**TASK DIRECTIONS**
Start at the top line and retype the data exactly through to the end.

**INPUT MATERIAL**
-- Opening Marker --

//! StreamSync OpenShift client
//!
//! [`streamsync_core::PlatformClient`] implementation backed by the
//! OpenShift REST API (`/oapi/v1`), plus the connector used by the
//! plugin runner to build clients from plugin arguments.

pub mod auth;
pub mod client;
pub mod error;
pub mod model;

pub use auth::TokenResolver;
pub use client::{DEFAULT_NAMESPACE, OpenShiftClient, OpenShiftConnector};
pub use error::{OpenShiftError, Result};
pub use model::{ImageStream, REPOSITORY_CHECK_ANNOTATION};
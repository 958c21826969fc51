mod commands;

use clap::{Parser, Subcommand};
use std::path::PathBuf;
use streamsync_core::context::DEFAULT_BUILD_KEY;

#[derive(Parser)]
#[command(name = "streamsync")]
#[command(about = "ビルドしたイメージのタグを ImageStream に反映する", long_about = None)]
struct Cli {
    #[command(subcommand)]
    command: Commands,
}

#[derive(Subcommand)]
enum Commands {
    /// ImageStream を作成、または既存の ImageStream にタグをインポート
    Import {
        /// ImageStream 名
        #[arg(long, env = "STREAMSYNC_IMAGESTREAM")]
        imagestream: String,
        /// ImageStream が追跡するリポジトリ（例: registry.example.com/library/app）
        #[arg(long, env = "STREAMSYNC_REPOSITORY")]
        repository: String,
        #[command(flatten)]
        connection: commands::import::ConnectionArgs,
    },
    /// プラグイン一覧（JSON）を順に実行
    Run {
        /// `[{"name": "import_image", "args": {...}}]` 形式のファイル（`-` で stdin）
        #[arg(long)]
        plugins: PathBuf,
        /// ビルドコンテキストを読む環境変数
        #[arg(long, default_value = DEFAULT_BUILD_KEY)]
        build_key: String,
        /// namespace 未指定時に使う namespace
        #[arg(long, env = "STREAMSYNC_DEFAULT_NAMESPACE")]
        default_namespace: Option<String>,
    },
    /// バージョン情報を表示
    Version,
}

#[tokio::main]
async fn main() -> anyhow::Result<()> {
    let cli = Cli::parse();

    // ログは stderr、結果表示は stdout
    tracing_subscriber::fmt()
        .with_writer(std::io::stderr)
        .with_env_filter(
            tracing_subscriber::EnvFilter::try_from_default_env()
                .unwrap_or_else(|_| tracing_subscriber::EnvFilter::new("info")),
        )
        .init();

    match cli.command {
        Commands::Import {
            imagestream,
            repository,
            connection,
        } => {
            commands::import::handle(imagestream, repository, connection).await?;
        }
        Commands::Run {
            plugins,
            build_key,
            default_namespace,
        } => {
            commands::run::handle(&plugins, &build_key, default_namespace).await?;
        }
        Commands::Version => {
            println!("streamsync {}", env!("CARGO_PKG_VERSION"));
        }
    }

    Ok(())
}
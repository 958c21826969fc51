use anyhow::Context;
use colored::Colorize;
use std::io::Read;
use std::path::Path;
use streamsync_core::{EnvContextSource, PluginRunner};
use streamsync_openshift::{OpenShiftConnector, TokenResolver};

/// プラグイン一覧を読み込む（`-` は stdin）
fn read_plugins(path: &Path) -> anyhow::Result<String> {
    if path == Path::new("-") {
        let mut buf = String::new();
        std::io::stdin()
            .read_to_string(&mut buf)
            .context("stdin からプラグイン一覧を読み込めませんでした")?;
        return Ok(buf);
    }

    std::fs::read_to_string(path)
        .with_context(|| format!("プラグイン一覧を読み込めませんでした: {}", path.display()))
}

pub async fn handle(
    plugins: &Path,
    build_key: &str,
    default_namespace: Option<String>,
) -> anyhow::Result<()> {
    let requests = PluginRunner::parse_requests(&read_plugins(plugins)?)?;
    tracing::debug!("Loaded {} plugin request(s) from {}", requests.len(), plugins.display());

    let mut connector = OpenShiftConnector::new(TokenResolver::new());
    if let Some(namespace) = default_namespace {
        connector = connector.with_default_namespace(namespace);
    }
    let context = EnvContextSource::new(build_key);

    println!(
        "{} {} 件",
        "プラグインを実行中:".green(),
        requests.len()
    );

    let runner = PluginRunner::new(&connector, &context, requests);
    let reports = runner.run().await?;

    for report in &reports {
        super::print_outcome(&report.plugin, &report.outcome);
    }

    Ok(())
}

-- Closing Marker --

**RESULT FOR THIS EXERCISE**
//! StreamSync OpenShift client
//!
//! [`streamsync_core::PlatformClient`] implementation backed by the
//! OpenShift REST API (`/oapi/v1`), plus the connector used by the
//! plugin runner to build clients from plugin arguments.

pub mod auth;
pub mod client;
pub mod error;
pub mod model;

pub use auth::TokenResolver;
pub use client::{DEFAULT_NAMESPACE, OpenShiftClient, OpenShiftConnector};
pub use error::{OpenShiftError, Result};
pub use model::{ImageStream, REPOSITORY_CHECK_ANNOTATION};
repository 958c21826969fc51
mod commands;

use clap::{Parser, Subcommand};
use std::path::PathBuf;
use streamsync_core::context::DEFAULT_BUILD_KEY;

#[derive(Parser)]
#[command(name = "streamsync")]
#[command(about = "ビルドしたイメージのタグを ImageStream に反映する", long_about = None)]
struct Cli {
    #[command(subcommand)]
    command: Commands,
}

#[derive(Subcommand)]
enum Commands {
    /// ImageStream を作成、または既存の ImageStream にタグをインポート
    Import {
        /// ImageStream 名
        #[arg(long, env = "STREAMSYNC_IMAGESTREAM")]
        imagestream: String,
        /// ImageStream が追跡するリポジトリ（例: registry.example.com/library/app）
        #[arg(long, env = "STREAMSYNC_REPOSITORY")]
        repository: String,
        #[command(flatten)]
        connection: commands::import::ConnectionArgs,
    },
    /// プラグイン一覧（JSON）を順に実行
    Run {
        /// `[{"name": "import_image", "args": {...}}]` 形式のファイル（`-` で stdin）
        #[arg(long)]
        plugins: PathBuf,
        /// ビルドコンテキストを読む環境変数
        #[arg(long, default_value = DEFAULT_BUILD_KEY)]
        build_key: String,
        /// namespace 未指定時に使う namespace
        #[arg(long, env = "STREAMSYNC_DEFAULT_NAMESPACE")]
        default_namespace: Option<String>,
    },
    /// バージョン情報を表示
    Version,
}

#[tokio::main]
async fn main() -> anyhow::Result<()> {
    let cli = Cli::parse();

    // ログは stderr、結果表示は stdout
    tracing_subscriber::fmt()
        .with_writer(std::io::stderr)
        .with_env_filter(
            tracing_subscriber::EnvFilter::try_from_default_env()
                .unwrap_or_else(|_| tracing_subscriber::EnvFilter::new("info")),
        )
        .init();

    match cli.command {
        Commands::Import {
            imagestream,
            repository,
            connection,
        } => {
            commands::import::handle(imagestream, repository, connection).await?;
        }
        Commands::Run {
            plugins,
            build_key,
            default_namespace,
        } => {
            commands::run::handle(&plugins, &build_key, default_namespace).await?;
        }
        Commands::Version => {
            println!("streamsync {}", env!("CARGO_PKG_VERSION"));
        }
    }

    Ok(())
}
repository 958c21826969fc51
use anyhow::Context;
use colored::Colorize;
use std::io::Read;
use std::path::Path;
use streamsync_core::{EnvContextSource, PluginRunner};
use streamsync_openshift::{OpenShiftConnector, TokenResolver};

/// プラグイン一覧を読み込む（`-` は stdin）
fn read_plugins(path: &Path) -> anyhow::Result<String> {
    if path == Path::new("-") {
        let mut buf = String::new();
        std::io::stdin()
            .read_to_string(&mut buf)
            .context("stdin からプラグイン一覧を読み込めませんでした")?;
        return Ok(buf);
    }

    std::fs::read_to_string(path)
        .with_context(|| format!("プラグイン一覧を読み込めませんでした: {}", path.display()))
}

pub async fn handle(
    plugins: &Path,
    build_key: &str,
    default_namespace: Option<String>,
) -> anyhow::Result<()> {
    let requests = PluginRunner::parse_requests(&read_plugins(plugins)?)?;
    tracing::debug!("Loaded {} plugin request(s) from {}", requests.len(), plugins.display());

    let mut connector = OpenShiftConnector::new(TokenResolver::new());
    if let Some(namespace) = default_namespace {
        connector = connector.with_default_namespace(namespace);
    }
    let context = EnvContextSource::new(build_key);

    println!(
        "{} {} 件",
        "プラグインを実行中:".green(),
        requests.len()
    );

    let runner = PluginRunner::new(&connector, &context, requests);
    let reports = runner.run().await?;

    for report in &reports {
        super::print_outcome(&report.plugin, &report.outcome);
    }

    Ok(())
}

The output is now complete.